Archive for June, 2010
Come up onto your knees and spread your feet about a foot keeping the knees together. Slowly lower yourself between your feet. Be careful of your knees. If you can come all the way to the ground, situate your hips so that you are sitting on your sits bones. If you are comfortable here, slowly lean back, coming down onto your elbows. The deepest stretch will be obtained by lying on your back with your arms above you head, grasping opposite elbows. Keep the feet with the soles facing the ceiling and as close to your thighs as possible. Hold the pose for up to 30 seconds and slowly come back up the way you went in.

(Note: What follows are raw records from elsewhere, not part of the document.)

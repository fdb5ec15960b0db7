//! Document AST and `.docx` serialization.
//!
//! Documents are constructed as an immutable AST ([`Document`], [`Block`],
//! [`Paragraph`], [`Table`]) with style references resolved through an
//! enumerated registry ([`ParaStyle`], [`TableStyle`]), then serialized to
//! OOXML bytes with [`write_docx`].

mod node;
mod style;
mod write;

pub use node::{Alignment, Block, Cell, Document, Paragraph, Row, Run, Table};
pub use style::{ParaSpec, ParaStyle, TableSpec, TableStyle};
pub use write::write_docx;
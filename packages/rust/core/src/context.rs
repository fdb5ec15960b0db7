//! Context builder: one flat mapping from an agreement aggregate.
//!
//! The resulting [`RenderContext`] feeds both the template renderer and
//! the procedural document builder. Core keys are assembled first; the
//! agreement's free-form extension map is merged last so callers can
//! inject ad-hoc overrides per document.

use serde::Serialize;
use serde_json::Value;
use tracing::debug;

use opagen_shared::{Agreement, Member, RenderContext};

use crate::format;

/// One row of the members summary table exposed to templates as
/// `members_table`. Commitment uses the `N/A` missing-value convention,
/// percentage the `TBD` convention.
#[derive(Debug, Clone, Serialize)]
pub struct MemberRow {
    pub name: String,
    pub entity: String,
    #[serde(rename = "class")]
    pub member_class: String,
    pub commitment: String,
    pub percentage: String,
}

/// Build the summary rows for `members`, in member order.
pub fn member_rows(members: &[Member]) -> Vec<MemberRow> {
    members
        .iter()
        .map(|member| MemberRow {
            name: member.name.clone(),
            entity: member.entity_name.clone().unwrap_or_default(),
            member_class: member.member_class.clone(),
            commitment: format::money(member.capital_commitment, format::MONEY_NOT_APPLICABLE),
            percentage: format::percentage(member.percentage_interest),
        })
        .collect()
}

/// Assemble the flat substitution mapping for one agreement.
pub fn build_context(agreement: &Agreement) -> RenderContext {
    let mut ctx = RenderContext::new();

    ctx.insert("company_name", agreement.company_name.to_uppercase());
    ctx.insert("state", agreement.state.clone());
    ctx.insert(
        "formation_date",
        format::long_date(agreement.formation_date),
    );
    ctx.insert(
        "effective_date",
        format::long_date(agreement.effective_date),
    );
    ctx.insert("manager_name", agreement.manager_name.clone());
    ctx.insert(
        "manager_entity",
        agreement.manager_entity.clone().unwrap_or_default(),
    );
    ctx.insert(
        "principal_place",
        format::or_placeholder(
            agreement.principal_place_of_business.as_deref(),
            format::TO_BE_CONFIRMED,
        ),
    );
    ctx.insert(
        "registered_agent",
        format::or_placeholder(agreement.registered_agent.as_deref(), format::INSERT_AGENT),
    );
    ctx.insert("purpose", resolved_purpose(agreement));
    ctx.insert(
        "members_table",
        serde_json::to_value(member_rows(&agreement.members)).unwrap_or_default(),
    );

    // Extension data wins on key collision.
    ctx.merge_extension(&agreement.data);

    if ctx.contains("title") {
        ctx.emphasize("title");
    }

    debug!(
        keys = ctx.len(),
        members = agreement.members.len(),
        "render context assembled"
    );
    ctx
}

/// The typed purpose field, else the extension map's `purpose`, else empty.
fn resolved_purpose(agreement: &Agreement) -> String {
    match agreement.purpose.as_deref() {
        Some(purpose) if !purpose.is_empty() => purpose.to_string(),
        _ => agreement
            .data
            .get("purpose")
            .and_then(Value::as_str)
            .unwrap_or_default()
            .to_string(),
    }
}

This pose is great for gaining flexibility and strength in the back. Start lying on the ground on your belly. Stretch your legs out behind you and place your hands under your hips with your palms on the floor. Bring your chin up on your mat and on the inhale flex the left leg and lift the right leg off of the ground. It’s ok to lift the hip just a little. Lift the leg as high as you can without twisting the foot in or out. Point the foot straight back and hold for 15 seconds. Release and switch legs.

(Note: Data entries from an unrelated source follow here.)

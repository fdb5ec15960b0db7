//! Error types for opagen.
//!
//! Library crates use [`OpagenError`] via `thiserror`.
//! The CLI wraps this with `color-eyre` for rich diagnostics.

use std::path::PathBuf;

/// Top-level error type for all opagen operations.
#[derive(Debug, thiserror::Error)]
pub enum OpagenError {
    /// Configuration loading or validation error.
    #[error("config error: {message}")]
    Config { message: String },

    /// A required agreement field is absent or empty. Generation cannot
    /// proceed and no output artifact is created.
    #[error("required agreement field missing: {field}")]
    MissingField { field: String },

    /// Template substitution failed: the template archive is malformed or
    /// unreadable, or it references a placeholder absent from the context.
    /// Never falls back to the scratch-build path.
    #[error("template render error: {message}")]
    TemplateRender { message: String },

    /// The ephemeral output artifact (or the template store backing it)
    /// could not be created, read, or written.
    #[error("artifact I/O error at {path:?}: {source}")]
    ArtifactIo {
        path: PathBuf,
        source: std::io::Error,
    },

    /// Document AST serialization error (OOXML packaging layer).
    #[error("document build error: {message}")]
    Document { message: String },
}

/// Convenience alias used throughout the codebase.
pub type Result<T> = std::result::Result<T, OpagenError>;

impl OpagenError {
    /// Create a config error from any displayable message.
    pub fn config(msg: impl Into<String>) -> Self {
        Self::Config {
            message: msg.into(),
        }
    }

    /// Create a missing-required-field error.
    pub fn missing_field(field: impl Into<String>) -> Self {
        Self::MissingField {
            field: field.into(),
        }
    }

    /// Create a template render error from any displayable message.
    pub fn template(msg: impl Into<String>) -> Self {
        Self::TemplateRender {
            message: msg.into(),
        }
    }

    /// Create a document build error from any displayable message.
    pub fn document(msg: impl Into<String>) -> Self {
        Self::Document {
            message: msg.into(),
        }
    }

    /// Wrap a `std::io::Error` with the artifact path for context.
    pub fn artifact_io(path: impl Into<PathBuf>, source: std::io::Error) -> Self {
        Self::ArtifactIo {
            path: path.into(),
            source,
        }
    }
}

This pose is intended to help strengthen the core. Start with your feet together toes and ankles touching. Bring your arms up overhead from the side. Interlace your fingers and contract your thighs. Press your hips forward and straighten your back, stretch your arms up toward the ceiling and slowly bend towards the right side of the room. Keep your chin up and squeeze your biceps to your ears. Legs and arms are straight, open your chest up and don’t bend backward. Hold this pose for 20-30 seconds. Switch sides.